Supply-side downward price pressure has been the story of global energy prices over the past year: newfound supply from the Shale Revolution, OPEC’s gambit of market-share grabbing inundation, and new supply coming online from Iraq and soon Iran. The result was a plunge in oil prices from $115 in mid-June 2014 to below $70 by mid-December, and then to the low $40s as of last week.

Now we are seeing signs of a new economic crisis, one that began in Asia and spread to Europe and North America. China’s stock market meltdown has gathered pace and the recent yuan devaluation stands as a grim omen of not only tepid Chinese growth, but a lack of currency stability in the region should the crisis deepen. The 8% drop in Chinese exports in July is leading to a few uncomfortable questions of oversupply and a lack of global demand – systemic issues that transcend the sphere of domestic economic policy in China – and a looming currency war will only serve to make things worse.

The precise bottom of this newest sell-off in global equity markets is open to speculation, but in terms of oil prices it represents demand-side downward pressure and, depending on how things pan out, the potential for a whole lot more of it. WTI crude was down over 3% in pre-market trading to flirt with the sub-$39 range.
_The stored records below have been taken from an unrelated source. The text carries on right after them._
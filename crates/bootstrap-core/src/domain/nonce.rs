//! # Nonce Store
//!
//! Issues, tracks, expires and single-use-consumes registration nonces.
//!
//! ## Design
//!
//! - `DashMap<String, Nonce>` keyed by token; `consume` does its check-and-set while
//!   holding the entry's shard guard, so exactly one caller wins a race on a token
//! - Consumed entries stay as tombstones until their own expiry, so a replay inside
//!   the TTL window is reported as `AlreadyUsed` rather than `NotFound`
//! - Expired entries are purged when touched and by the periodic
//!   [`NonceStore::remove_expired`] task
//! - The table never holds more than its capacity. At the bound, `issue` sweeps once
//!   the earliest recorded expiry has passed and otherwise refuses without scanning

use std::sync::atomic::{AtomicU64, Ordering};
use std::sync::Arc;
use std::time::{Duration, Instant};

use dashmap::DashMap;
use parking_lot::Mutex;
use rand::rngs::OsRng;
use rand::RngCore;
use serde::Serialize;
use tracing::{debug, warn};

use super::entities::{Nonce, NonceToken};
use super::errors::{ConfigurationError, NonceCapacityExceeded, NonceError};
use crate::adapters::clock::SystemClock;
use crate::ports::outbound::Clock;

/// Default nonce lifetime.
pub const DEFAULT_NONCE_TTL: Duration = Duration::from_secs(60);

/// Default bound on tracked nonces, tombstones included.
pub const DEFAULT_MAX_OUTSTANDING: usize = 10_000;

/// Random bytes per token (256 bits).
const TOKEN_BYTES: usize = 32;

/// Counters exposed for monitoring.
#[derive(Debug, Clone, Copy, Default, PartialEq, Eq, Serialize)]
pub struct NonceStats {
    pub issued: u64,
    pub consumed: u64,
    pub rejected: u64,
    pub evicted: u64,
    pub refused: u64,
    pub outstanding: usize,
}

pub struct NonceStore {
    entries: DashMap<String, Nonce>,
    ttl: Duration,
    max_entries: usize,
    clock: Arc<dyn Clock>,
    /// Serializes the capacity check with the insert.
    issue_lock: Mutex<()>,
    /// Lower bound on the earliest expiry left after the last sweep.
    next_expiry: Mutex<Option<Instant>>,
    issued: AtomicU64,
    consumed: AtomicU64,
    rejected: AtomicU64,
    evicted: AtomicU64,
    refused: AtomicU64,
}

impl NonceStore {
    /// Store on the system clock.
    pub fn new(ttl: Duration) -> Result<Self, ConfigurationError> {
        Self::with_clock(ttl, Arc::new(SystemClock))
    }

    pub fn with_clock(ttl: Duration, clock: Arc<dyn Clock>) -> Result<Self, ConfigurationError> {
        if ttl.is_zero() {
            return Err(ConfigurationError::ZeroTtl);
        }
        Ok(Self {
            entries: DashMap::new(),
            ttl,
            max_entries: DEFAULT_MAX_OUTSTANDING,
            clock,
            issue_lock: Mutex::new(()),
            next_expiry: Mutex::new(None),
            issued: AtomicU64::new(0),
            consumed: AtomicU64::new(0),
            rejected: AtomicU64::new(0),
            evicted: AtomicU64::new(0),
            refused: AtomicU64::new(0),
        })
    }

    /// Override the bound on tracked entries.
    pub fn with_capacity(mut self, max_entries: usize) -> Self {
        self.max_entries = max_entries.max(1);
        self
    }

    pub fn ttl(&self) -> Duration {
        self.ttl
    }

    /// Generate and record a fresh nonce.
    ///
    /// Fails when the table is at capacity and nothing in it has expired yet.
    pub fn issue(&self) -> Result<NonceToken, NonceCapacityExceeded> {
        let _guard = self.issue_lock.lock();

        if self.entries.len() >= self.max_entries {
            let now = self.clock.now();
            let sweep_due = self.next_expiry.lock().map_or(true, |at| now >= at);
            if sweep_due {
                self.remove_expired();
            }
            if self.entries.len() >= self.max_entries {
                self.refused.fetch_add(1, Ordering::Relaxed);
                warn!(
                    outstanding = self.entries.len(),
                    max = self.max_entries,
                    "Nonce table full, refusing issuance"
                );
                return Err(NonceCapacityExceeded {
                    max: self.max_entries,
                });
            }
        }

        let mut bytes = [0u8; TOKEN_BYTES];
        OsRng.fill_bytes(&mut bytes);
        let token = NonceToken::new(hex::encode(bytes));

        let issued_at = self.clock.now();
        let nonce = Nonce {
            token: token.clone(),
            issued_at,
            expires_at: issued_at + self.ttl,
            consumed: false,
        };
        self.entries.insert(token.as_str().to_owned(), nonce);
        self.issued.fetch_add(1, Ordering::Relaxed);

        debug!(nonce = %token.short(), ttl_ms = self.ttl.as_millis() as u64, "Issued nonce");
        Ok(token)
    }

    /// Consume `token` at most once.
    ///
    /// Order of checks: absent, then expired, then already consumed.
    pub fn consume(&self, token: &str) -> Result<(), NonceError> {
        let now = self.clock.now();

        let outcome = match self.entries.get_mut(token) {
            None => Err(NonceError::NotFound),
            Some(mut entry) => {
                if entry.is_expired_at(now) {
                    Err(NonceError::Expired)
                } else if entry.consumed {
                    Err(NonceError::AlreadyUsed)
                } else {
                    entry.consumed = true;
                    Ok(())
                }
            }
        };

        match outcome {
            Ok(()) => {
                self.consumed.fetch_add(1, Ordering::Relaxed);
            }
            Err(NonceError::Expired) => {
                // Guard is dropped; re-check expiry under the removal lock.
                if self
                    .entries
                    .remove_if(token, |_, nonce| nonce.is_expired_at(now))
                    .is_some()
                {
                    self.evicted.fetch_add(1, Ordering::Relaxed);
                }
                self.rejected.fetch_add(1, Ordering::Relaxed);
            }
            Err(_) => {
                self.rejected.fetch_add(1, Ordering::Relaxed);
            }
        }
        outcome
    }

    /// Drop every entry whose expiry has passed. Returns the number removed.
    pub fn remove_expired(&self) -> usize {
        let now = self.clock.now();
        let mut removed = 0usize;
        let mut earliest: Option<Instant> = None;
        self.entries.retain(|_, nonce| {
            if nonce.is_expired_at(now) {
                removed += 1;
                return false;
            }
            earliest = Some(earliest.map_or(nonce.expires_at, |at| at.min(nonce.expires_at)));
            true
        });
        *self.next_expiry.lock() = earliest;
        if removed > 0 {
            self.evicted.fetch_add(removed as u64, Ordering::Relaxed);
            debug!(removed, "Swept expired nonces");
        }
        removed
    }

    /// Tracked entries, including consumed tombstones.
    pub fn len(&self) -> usize {
        self.entries.len()
    }

    pub fn is_empty(&self) -> bool {
        self.entries.is_empty()
    }

    pub fn stats(&self) -> NonceStats {
        NonceStats {
            issued: self.issued.load(Ordering::Relaxed),
            consumed: self.consumed.load(Ordering::Relaxed),
            rejected: self.rejected.load(Ordering::Relaxed),
            evicted: self.evicted.load(Ordering::Relaxed),
            refused: self.refused.load(Ordering::Relaxed),
            outstanding: self.entries.len(),
        }
    }
}

impl std::fmt::Debug for NonceStore {
    fn fmt(&self, f: &mut std::fmt::Formatter<'_>) -> std::fmt::Result {
        f.debug_struct("NonceStore")
            .field("ttl", &self.ttl)
            .field("max_entries", &self.max_entries)
            .field("outstanding", &self.entries.len())
            .finish()
    }
}
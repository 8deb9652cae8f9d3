//! Shape checks run before the protocol touches the nonce store.
//!
//! A malformed request is rejected without consuming its nonce, so an operator typo
//! does not burn the nonce.

use super::entities::RegistrationAttempt;
use super::errors::ValidationError;

pub const MAX_USERNAME_CHARS: usize = 255;
pub const MAX_PASSWORD_BYTES: usize = 512;
pub const MAX_DISPLAY_NAME_CHARS: usize = 256;
pub const MAX_USER_TYPE_CHARS: usize = 255;

/// Characters allowed in a localpart.
fn is_localpart_char(c: char) -> bool {
    matches!(c, 'a'..='z' | '0'..='9' | '.' | '_' | '=' | '-' | '/')
}

fn reject_nul(field: &'static str, value: &str) -> Result<(), ValidationError> {
    if value.contains('\0') {
        return Err(ValidationError::new(field, "must not contain NUL bytes"));
    }
    Ok(())
}

pub fn validate_username(username: &str) -> Result<(), ValidationError> {
    if username.is_empty() {
        return Err(ValidationError::new("username", "must not be empty"));
    }
    if username.chars().count() > MAX_USERNAME_CHARS {
        return Err(ValidationError::new(
            "username",
            format!("must be at most {} characters", MAX_USERNAME_CHARS),
        ));
    }
    if let Some(bad) = username.chars().find(|c| !is_localpart_char(*c)) {
        return Err(ValidationError::new(
            "username",
            format!("contains invalid character {:?}", bad),
        ));
    }
    Ok(())
}

pub fn validate_password(password: &str) -> Result<(), ValidationError> {
    if password.is_empty() {
        return Err(ValidationError::new("password", "must not be empty"));
    }
    if password.len() > MAX_PASSWORD_BYTES {
        return Err(ValidationError::new(
            "password",
            format!("must be at most {} bytes", MAX_PASSWORD_BYTES),
        ));
    }
    reject_nul("password", password)
}

/// Validate every field of an attempt. The MAC itself is not checked here.
pub fn validate_attempt(attempt: &RegistrationAttempt) -> Result<(), ValidationError> {
    let fields = &attempt.fields;

    reject_nul("nonce", &fields.nonce)?;
    validate_username(&fields.username)?;
    validate_password(&fields.password)?;

    if let Some(user_type) = fields.user_type.as_deref() {
        reject_nul("user_type", user_type)?;
        if user_type.chars().count() > MAX_USER_TYPE_CHARS {
            return Err(ValidationError::new(
                "user_type",
                format!("must be at most {} characters", MAX_USER_TYPE_CHARS),
            ));
        }
    }

    if let Some(name) = attempt.display_name.as_deref() {
        if name.chars().count() > MAX_DISPLAY_NAME_CHARS {
            return Err(ValidationError::new(
                "displayname",
                format!("must be at most {} characters", MAX_DISPLAY_NAME_CHARS),
            ));
        }
    }

    Ok(())
}
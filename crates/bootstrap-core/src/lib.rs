//! # Bootstrap Core
//!
//! Shared-secret bootstrap registration for privileged accounts.
//!
//! ## Architecture
//!
//! This crate follows hexagonal architecture:
//! - **Domain Layer** (`domain/`): nonce bookkeeping, canonical message and HMAC logic,
//!   the registration verifier. No I/O.
//! - **Ports Layer** (`ports/`): the inbound registration API and the outbound
//!   clock / account-creation dependencies.
//! - **Adapters** (`adapters/`): system and manual clocks, in-memory account registrar.
//! - **Service Layer** (`service.rs`): wires the verifier to the account registrar.
//!
//! ```text
//!   operator (prover)                         server (issuer / verifier)
//!   ─────────────────                         ──────────────────────────
//!   GET nonce  ─────────────────────────────▶ NonceStore::issue
//!   MacCodec::sign(nonce\0user\0pass\0admin)
//!   POST register {nonce, ..., mac} ────────▶ RegistrationVerifier::verify
//!                                               ├─ NonceStore::consume  (at most once)
//!                                               └─ MacCodec::verify     (constant time)
//!                                             AccountRegistrar::create_account
//! ```
//!
//! ## Security Notes
//!
//! - The shared secret never leaves the process and is redacted from `Debug` output
//! - Every rejection collapses into a single `RegistrationDenied` outcome
//! - A nonce is burned on the first attempt that presents it, whatever the outcome

pub mod adapters;
pub mod domain;
pub mod ports;
pub mod service;
pub mod wire;

// Re-export public API
pub use adapters::clock::{ManualClock, SystemClock};
pub use adapters::memory::{AccountRecord, InMemoryAccountRegistrar};
pub use domain::entities::{
    AccountInfo, AuthorizationProof, NewAccount, Nonce, NonceToken, RegistrationAttempt,
    RegistrationFields,
};
pub use domain::errors::{
    AccountError, ConfigurationError, NonceCapacityExceeded, NonceError, Rejection,
    RegistrationDenied, RegistrationError, SignatureMismatch, ValidationError,
};
pub use domain::mac::{build_message, sign, verify, MacCodec};
pub use domain::nonce::{NonceStats, NonceStore, DEFAULT_MAX_OUTSTANDING, DEFAULT_NONCE_TTL};
pub use domain::secret::SharedSecret;
pub use domain::verifier::RegistrationVerifier;
pub use ports::inbound::AdminRegistrationApi;
pub use ports::outbound::{AccountRegistrar, Clock};
pub use service::{AdminRegistrationService, RegistrationMetrics, RegistrationSnapshot};
//! Bootstrap Gateway - HTTP surface for shared-secret admin registration.
//!
//! Serves the two bootstrap endpoints on top of [`bootstrap_core`]:
//!
//! ```text
//! ┌──────────────────────────────────────────────────────────────┐
//! │                     BOOTSTRAP GATEWAY                         │
//! ├──────────────────────────────────────────────────────────────┤
//! │  GET  /_synapse/admin/v1/register/nonce   → issue nonce       │
//! │  POST /_synapse/admin/v1/register         → verify + create   │
//! │  GET  /health, /metrics                                       │
//! │                                                               │
//! │  Tracing → RateLimit → Timeout → BodyLimit → Handler          │
//! └───────────────────────────┬──────────────────────────────────┘
//!                             │
//!                  AdminRegistrationApi (core)
//! ```
//!
//! # Usage
//!
//! ```ignore
//! use bootstrap_gateway::{BootstrapGateway, GatewayConfig};
//!
//! let config = GatewayConfig::load(Some(path))?;
//! BootstrapGateway::new(config)?.start(shutdown_signal).await?;
//! ```
//!
//! # Security
//!
//! - Registration is off unless a shared secret is configured
//! - Every verification failure yields the same status and body
//! - Per-IP token buckets on both endpoints
//! - Request body size and handler time limits

#![warn(clippy::all)]
#![deny(unsafe_code)]

pub mod domain;
pub mod middleware;
pub mod routes;
pub mod service;

pub use domain::config::{ConfigError, GatewayConfig};
pub use domain::error::{ApiError, ApiResult, GatewayError};
pub use middleware::GatewayMetrics;
pub use routes::{build_router, AppState};
pub use service::BootstrapGateway;

/// Crate version
pub const VERSION: &str = env!("CARGO_PKG_VERSION");

#[cfg(test)]
mod tests {
    use super::*;

    #[test]
    fn test_version() {
        assert!(!VERSION.is_empty());
    }
}
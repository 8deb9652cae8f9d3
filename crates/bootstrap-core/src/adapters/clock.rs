//! Clock adapters.

use std::time::{Duration, Instant};

use parking_lot::Mutex;

use crate::ports::outbound::Clock;

/// Wall-clock time via `Instant::now`.
#[derive(Debug, Clone, Copy, Default)]
pub struct SystemClock;

impl Clock for SystemClock {
    fn now(&self) -> Instant {
        Instant::now()
    }
}

/// Hand-driven clock for expiry tests.
#[derive(Debug)]
pub struct ManualClock {
    origin: Instant,
    offset: Mutex<Duration>,
}

impl ManualClock {
    pub fn new() -> Self {
        Self {
            origin: Instant::now(),
            offset: Mutex::new(Duration::ZERO),
        }
    }

    pub fn advance(&self, by: Duration) {
        *self.offset.lock() += by;
    }

    pub fn elapsed(&self) -> Duration {
        *self.offset.lock()
    }
}

impl Default for ManualClock {
    fn default() -> Self {
        Self::new()
    }
}

impl Clock for ManualClock {
    fn now(&self) -> Instant {
        self.origin + *self.offset.lock()
    }
}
This is a scenario that is various degrees of terrifying for oil-producing economies, many of which have weathered the past eight months with a combination of fiscal austerity, asset sales, debt issuance, and burning through foreign reserves – basically holding on for dear life and hoping for a price rebound which now looks to have been pushed further into the future.

Many governments were caught off guard by the drop in oil prices back in 2014, and after ten months of struggling they are now left with a reduced toolbox with which to insulate their economies. Others have been brought to the edge of the abyss over thus period, and another round of price drops threatens to push them in.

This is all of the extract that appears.